**ACTION ITEM:** What do the lines say from the start of the entries through the one containing "#[allow(non_snake_case)]"? Repeat them exactly.

**TASK DATA:**
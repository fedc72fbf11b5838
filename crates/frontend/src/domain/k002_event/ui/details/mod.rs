use crate::domain::k002_event::api::{fetch_event, upsert_event};
use chrono::{DateTime, NaiveDateTime, Utc};
use contracts::domain::k002_event::EventDto;
use leptos::prelude::*;
use leptos::task::spawn_local;

/// Parse a datetime-local input value ("2026-05-14T18:30") as UTC
fn parse_input_datetime(value: &str) -> Option<DateTime<Utc>> {
    NaiveDateTime::parse_from_str(value, "%Y-%m-%dT%H:%M")
        .ok()
        .map(|naive| naive.and_utc())
}

/// Format a UTC timestamp for a datetime-local input
fn format_input_datetime(dt: DateTime<Utc>) -> String {
    dt.format("%Y-%m-%dT%H:%M").to_string()
}

#[component]
#[allow(non_snake_case)]
pub fn EventDetails(#[prop(optional_no_strip)] id: Option<String>, on_close: Callback<()>) -> impl IntoView {
    let (code, set_code) = signal(String::new());
    let (title, set_title) = signal(String::new());
    let (starts_at, set_starts_at) = signal(String::new());
    let (ends_at, set_ends_at) = signal(String::new());
    let (location, set_location) = signal(String::new());
    let (registration_url, set_registration_url) = signal(String::new());
    let (published, set_published) = signal(false);
    let (error, set_error) = signal::<Option<String>>(None);

    let event_id = StoredValue::new(id.clone());

    if let Some(id) = id {
        spawn_local(async move {
            match fetch_event(&id).await {
                Ok(ev) => {
                    set_code.set(ev.base.code);
                    set_title.set(ev.base.description);
                    set_starts_at.set(format_input_datetime(ev.starts_at));
                    set_ends_at.set(ev.ends_at.map(format_input_datetime).unwrap_or_default());
                    set_location.set(ev.location);
                    set_registration_url.set(ev.registration_url.unwrap_or_default());
                    set_published.set(ev.published);
                }
                Err(e) => set_error.set(Some(e)),
            }
        });
    }

    let save = move |_| {
        let Some(starts) = parse_input_datetime(&starts_at.get()) else {
            set_error.set(Some("Start time is required".to_string()));
            return;
        };
        let dto = EventDto {
            id: event_id.get_value(),
            code: Some(code.get()).filter(|c| !c.is_empty()),
            description: title.get(),
            starts_at: starts,
            ends_at: parse_input_datetime(&ends_at.get()),
            location: location.get(),
            registration_url: Some(registration_url.get()).filter(|u| !u.is_empty()),
            published: published.get(),
            comment: None,
        };
        spawn_local(async move {
            match upsert_event(dto).await {
                Ok(_) => on_close.run(()),
                Err(e) => set_error.set(Some(e)),
            }
        });
    };

    view! {
        <div class="details">
            <div class="header">
                <h2>{move || if event_id.get_value().is_some() { "Edit event" } else { "New event" }}</h2>
                <div class="header__actions">
                    <button class="button button--primary" on:click=save>
                        {"Save"}
                    </button>
                    <button class="button button--secondary" on:click=move |_| on_close.run(())>
                        {"Cancel"}
                    </button>
                </div>
            </div>

            {move || error.get().map(|e| view! { <div class="error">{e}</div> })}

            <div class="form">
                <div class="form__row">
                    <label class="form__label">{"Code"}</label>
                    <input
                        type="text"
                        class="form__input"
                        prop:value=move || code.get()
                        on:input=move |ev| set_code.set(event_target_value(&ev))
                    />
                </div>
                <div class="form__row">
                    <label class="form__label">{"Title"}</label>
                    <input
                        type="text"
                        class="form__input"
                        prop:value=move || title.get()
                        on:input=move |ev| set_title.set(event_target_value(&ev))
                    />
                </div>
                <div class="form__row">
                    <label class="form__label">{"Starts at"}</label>
                    <input
                        type="datetime-local"
                        class="form__input"
                        prop:value=move || starts_at.get()
                        on:input=move |ev| set_starts_at.set(event_target_value(&ev))
                    />
                </div>
                <div class="form__row">
                    <label class="form__label">{"Ends at"}</label>
                    <input
                        type="datetime-local"
                        class="form__input"
                        prop:value=move || ends_at.get()
                        on:input=move |ev| set_ends_at.set(event_target_value(&ev))
                    />
                </div>
                <div class="form__row">
                    <label class="form__label">{"Location"}</label>
                    <input
                        type="text"
                        class="form__input"
                        prop:value=move || location.get()
                        on:input=move |ev| set_location.set(event_target_value(&ev))
                    />
                </div>
                <div class="form__row">
                    <label class="form__label">{"Registration URL"}</label>
                    <input
                        type="text"
                        class="form__input"
                        prop:value=move || registration_url.get()
                        on:input=move |ev| set_registration_url.set(event_target_value(&ev))
                    />
                </div>
                <div class="form__row">
                    <label class="form__label">
                        <input
                            type="checkbox"
                            prop:checked=move || published.get()
                            on:change=move |ev| set_published.set(event_target_checked(&ev))
                        />
                        {"Published"}
                    </label>
                </div>
            </div>
        </div>
    }
}

#[cfg(test)]
mod tests {
    use super::*;

    #[test]
    fn input_datetime_round_trip() {
        let parsed = parse_input_datetime("2026-05-14T18:30").unwrap();
        assert_eq!(format_input_datetime(parsed), "2026-05-14T18:30");
        assert!(parse_input_datetime("not-a-date").is_none());
    }
}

**ANSWER:**
repository fedc72fbf11b5838
filename crates/frontend/src/domain/k002_event/ui/details/mod.rs
use crate::domain::k002_event::api::{fetch_event, upsert_event};
use chrono::{DateTime, NaiveDateTime, Utc};
use contracts::domain::k002_event::EventDto;
use leptos::prelude::*;
use leptos::task::spawn_local;

/// Parse a datetime-local input value ("2026-05-14T18:30") as UTC
fn parse_input_datetime(value: &str) -> Option<DateTime<Utc>> {
    NaiveDateTime::parse_from_str(value, "%Y-%m-%dT%H:%M")
        .ok()
        .map(|naive| naive.and_utc())
}

/// Format a UTC timestamp for a datetime-local input
fn format_input_datetime(dt: DateTime<Utc>) -> String {
    dt.format("%Y-%m-%dT%H:%M").to_string()
}

#[component]
#[allow(non_snake_case)]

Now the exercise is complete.